What to do:
Check each line of the entries below for the word "document", and copy the lines that have it.
::: Data for this exercise
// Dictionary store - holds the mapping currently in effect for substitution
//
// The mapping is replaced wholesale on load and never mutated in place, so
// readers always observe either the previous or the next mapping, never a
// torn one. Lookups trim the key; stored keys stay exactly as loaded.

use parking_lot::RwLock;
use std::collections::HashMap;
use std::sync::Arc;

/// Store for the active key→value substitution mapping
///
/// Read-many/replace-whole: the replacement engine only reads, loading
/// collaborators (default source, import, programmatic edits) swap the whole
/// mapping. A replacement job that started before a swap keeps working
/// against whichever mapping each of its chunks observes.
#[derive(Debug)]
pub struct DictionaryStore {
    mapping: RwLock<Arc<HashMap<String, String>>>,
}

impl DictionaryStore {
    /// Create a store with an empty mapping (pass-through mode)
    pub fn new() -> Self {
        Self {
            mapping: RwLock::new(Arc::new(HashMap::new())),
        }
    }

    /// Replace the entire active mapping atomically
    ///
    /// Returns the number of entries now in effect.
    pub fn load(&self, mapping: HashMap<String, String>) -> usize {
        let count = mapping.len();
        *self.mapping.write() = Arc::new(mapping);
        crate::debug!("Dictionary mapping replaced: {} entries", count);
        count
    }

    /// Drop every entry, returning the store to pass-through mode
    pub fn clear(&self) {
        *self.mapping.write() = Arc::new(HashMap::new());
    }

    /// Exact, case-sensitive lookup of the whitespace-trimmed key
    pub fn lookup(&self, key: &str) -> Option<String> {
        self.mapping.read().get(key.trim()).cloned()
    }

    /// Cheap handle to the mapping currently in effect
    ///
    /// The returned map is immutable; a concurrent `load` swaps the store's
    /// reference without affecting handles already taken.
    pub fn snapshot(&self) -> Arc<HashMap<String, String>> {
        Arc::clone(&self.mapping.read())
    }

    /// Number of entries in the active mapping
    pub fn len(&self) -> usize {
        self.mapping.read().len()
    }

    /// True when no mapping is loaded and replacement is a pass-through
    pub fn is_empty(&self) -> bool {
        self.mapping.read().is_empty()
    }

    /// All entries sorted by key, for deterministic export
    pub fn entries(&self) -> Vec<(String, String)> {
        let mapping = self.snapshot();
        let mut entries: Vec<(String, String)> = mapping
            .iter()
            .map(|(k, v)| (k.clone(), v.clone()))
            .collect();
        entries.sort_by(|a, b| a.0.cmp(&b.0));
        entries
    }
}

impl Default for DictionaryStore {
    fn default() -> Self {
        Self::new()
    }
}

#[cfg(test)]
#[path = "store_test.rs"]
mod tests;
::::::
::: Data for this exercise
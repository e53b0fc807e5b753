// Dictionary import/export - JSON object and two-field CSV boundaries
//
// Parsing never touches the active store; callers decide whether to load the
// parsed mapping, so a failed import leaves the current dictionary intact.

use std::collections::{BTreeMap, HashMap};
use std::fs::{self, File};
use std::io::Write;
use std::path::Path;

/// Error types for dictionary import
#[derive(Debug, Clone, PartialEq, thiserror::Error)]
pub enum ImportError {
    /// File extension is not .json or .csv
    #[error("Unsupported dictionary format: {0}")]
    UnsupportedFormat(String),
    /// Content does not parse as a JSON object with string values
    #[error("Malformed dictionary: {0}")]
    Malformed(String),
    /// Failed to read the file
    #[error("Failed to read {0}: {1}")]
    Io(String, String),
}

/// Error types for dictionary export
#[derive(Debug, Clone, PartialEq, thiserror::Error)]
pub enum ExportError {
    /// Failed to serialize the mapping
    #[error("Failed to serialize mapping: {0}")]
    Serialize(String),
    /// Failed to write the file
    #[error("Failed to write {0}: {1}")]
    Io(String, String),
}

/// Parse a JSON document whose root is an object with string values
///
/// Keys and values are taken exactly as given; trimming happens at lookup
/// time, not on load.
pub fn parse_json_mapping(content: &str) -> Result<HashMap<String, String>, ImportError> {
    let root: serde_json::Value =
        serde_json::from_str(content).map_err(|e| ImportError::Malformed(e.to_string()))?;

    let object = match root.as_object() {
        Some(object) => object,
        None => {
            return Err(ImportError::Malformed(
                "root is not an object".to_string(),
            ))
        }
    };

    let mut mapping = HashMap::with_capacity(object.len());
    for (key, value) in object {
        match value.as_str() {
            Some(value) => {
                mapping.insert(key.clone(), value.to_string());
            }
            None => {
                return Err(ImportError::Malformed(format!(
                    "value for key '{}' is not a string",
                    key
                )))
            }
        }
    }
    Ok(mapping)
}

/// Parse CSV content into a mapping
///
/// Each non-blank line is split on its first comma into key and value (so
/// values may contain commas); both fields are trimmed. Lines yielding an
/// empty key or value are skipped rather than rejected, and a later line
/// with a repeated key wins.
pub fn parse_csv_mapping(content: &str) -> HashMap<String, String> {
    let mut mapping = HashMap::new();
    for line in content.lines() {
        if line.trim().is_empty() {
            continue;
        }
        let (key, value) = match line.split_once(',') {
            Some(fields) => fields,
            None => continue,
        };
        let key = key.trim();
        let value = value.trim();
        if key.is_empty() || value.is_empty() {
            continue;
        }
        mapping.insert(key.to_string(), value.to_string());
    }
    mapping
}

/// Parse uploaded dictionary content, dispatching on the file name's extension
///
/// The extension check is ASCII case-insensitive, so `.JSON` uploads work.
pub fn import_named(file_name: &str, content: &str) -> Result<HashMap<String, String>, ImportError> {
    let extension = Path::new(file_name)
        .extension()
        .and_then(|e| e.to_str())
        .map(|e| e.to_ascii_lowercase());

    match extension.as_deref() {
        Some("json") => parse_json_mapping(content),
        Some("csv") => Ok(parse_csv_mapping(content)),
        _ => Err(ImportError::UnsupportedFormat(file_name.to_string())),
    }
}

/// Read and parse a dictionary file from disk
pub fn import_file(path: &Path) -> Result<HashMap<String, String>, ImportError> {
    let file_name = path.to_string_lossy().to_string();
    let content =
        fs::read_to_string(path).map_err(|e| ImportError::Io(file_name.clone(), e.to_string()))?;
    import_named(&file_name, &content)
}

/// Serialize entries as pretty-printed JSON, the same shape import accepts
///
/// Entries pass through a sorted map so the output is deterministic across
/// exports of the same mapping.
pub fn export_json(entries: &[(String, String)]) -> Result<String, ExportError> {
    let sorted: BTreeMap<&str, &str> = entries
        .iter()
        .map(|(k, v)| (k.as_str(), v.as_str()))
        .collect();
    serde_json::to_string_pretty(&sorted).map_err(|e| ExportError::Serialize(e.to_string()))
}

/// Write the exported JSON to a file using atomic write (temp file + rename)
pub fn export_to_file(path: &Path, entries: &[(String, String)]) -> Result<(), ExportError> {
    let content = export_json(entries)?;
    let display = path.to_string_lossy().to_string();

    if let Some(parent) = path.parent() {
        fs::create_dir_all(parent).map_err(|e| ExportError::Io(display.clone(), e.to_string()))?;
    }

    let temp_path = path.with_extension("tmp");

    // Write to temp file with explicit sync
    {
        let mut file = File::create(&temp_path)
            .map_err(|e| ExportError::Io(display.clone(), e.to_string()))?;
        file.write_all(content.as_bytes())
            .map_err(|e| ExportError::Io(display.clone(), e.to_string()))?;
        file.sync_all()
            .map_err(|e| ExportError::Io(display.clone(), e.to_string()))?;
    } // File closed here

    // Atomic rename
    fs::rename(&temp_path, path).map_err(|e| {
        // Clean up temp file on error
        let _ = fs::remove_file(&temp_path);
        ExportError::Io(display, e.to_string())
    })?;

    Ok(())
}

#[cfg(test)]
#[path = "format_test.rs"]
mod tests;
::::::
::: Data for this exercise
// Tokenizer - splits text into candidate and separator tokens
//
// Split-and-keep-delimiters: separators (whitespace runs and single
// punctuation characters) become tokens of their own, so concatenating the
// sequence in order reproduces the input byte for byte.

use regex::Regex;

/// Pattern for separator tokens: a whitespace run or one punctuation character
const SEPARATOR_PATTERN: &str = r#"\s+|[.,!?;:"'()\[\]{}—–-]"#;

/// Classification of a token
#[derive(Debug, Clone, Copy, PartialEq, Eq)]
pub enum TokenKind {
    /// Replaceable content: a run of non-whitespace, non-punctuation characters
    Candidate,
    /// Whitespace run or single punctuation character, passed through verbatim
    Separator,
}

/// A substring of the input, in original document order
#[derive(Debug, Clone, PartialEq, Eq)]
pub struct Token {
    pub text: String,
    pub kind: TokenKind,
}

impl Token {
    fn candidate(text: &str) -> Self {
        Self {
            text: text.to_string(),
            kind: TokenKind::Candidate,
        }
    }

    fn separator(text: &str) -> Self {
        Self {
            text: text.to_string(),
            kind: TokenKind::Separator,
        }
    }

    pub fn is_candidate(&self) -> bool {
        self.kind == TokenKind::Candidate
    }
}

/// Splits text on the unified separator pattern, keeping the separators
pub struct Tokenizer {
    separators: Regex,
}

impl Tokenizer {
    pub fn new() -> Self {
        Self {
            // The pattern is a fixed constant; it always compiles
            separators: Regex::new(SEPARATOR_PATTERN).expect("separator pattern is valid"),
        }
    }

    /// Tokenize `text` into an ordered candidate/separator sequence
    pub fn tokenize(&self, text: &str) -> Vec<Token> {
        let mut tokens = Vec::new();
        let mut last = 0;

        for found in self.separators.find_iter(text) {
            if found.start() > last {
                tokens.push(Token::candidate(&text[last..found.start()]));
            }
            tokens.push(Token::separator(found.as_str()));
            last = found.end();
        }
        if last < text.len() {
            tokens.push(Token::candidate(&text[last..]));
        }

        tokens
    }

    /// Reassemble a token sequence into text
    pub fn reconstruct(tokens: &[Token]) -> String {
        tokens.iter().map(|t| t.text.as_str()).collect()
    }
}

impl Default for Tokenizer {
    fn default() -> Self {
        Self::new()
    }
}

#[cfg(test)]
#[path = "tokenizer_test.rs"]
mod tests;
::::::
Response:
/// Parse a JSON document whose root is an object with string values
/// A substring of the input, in original document order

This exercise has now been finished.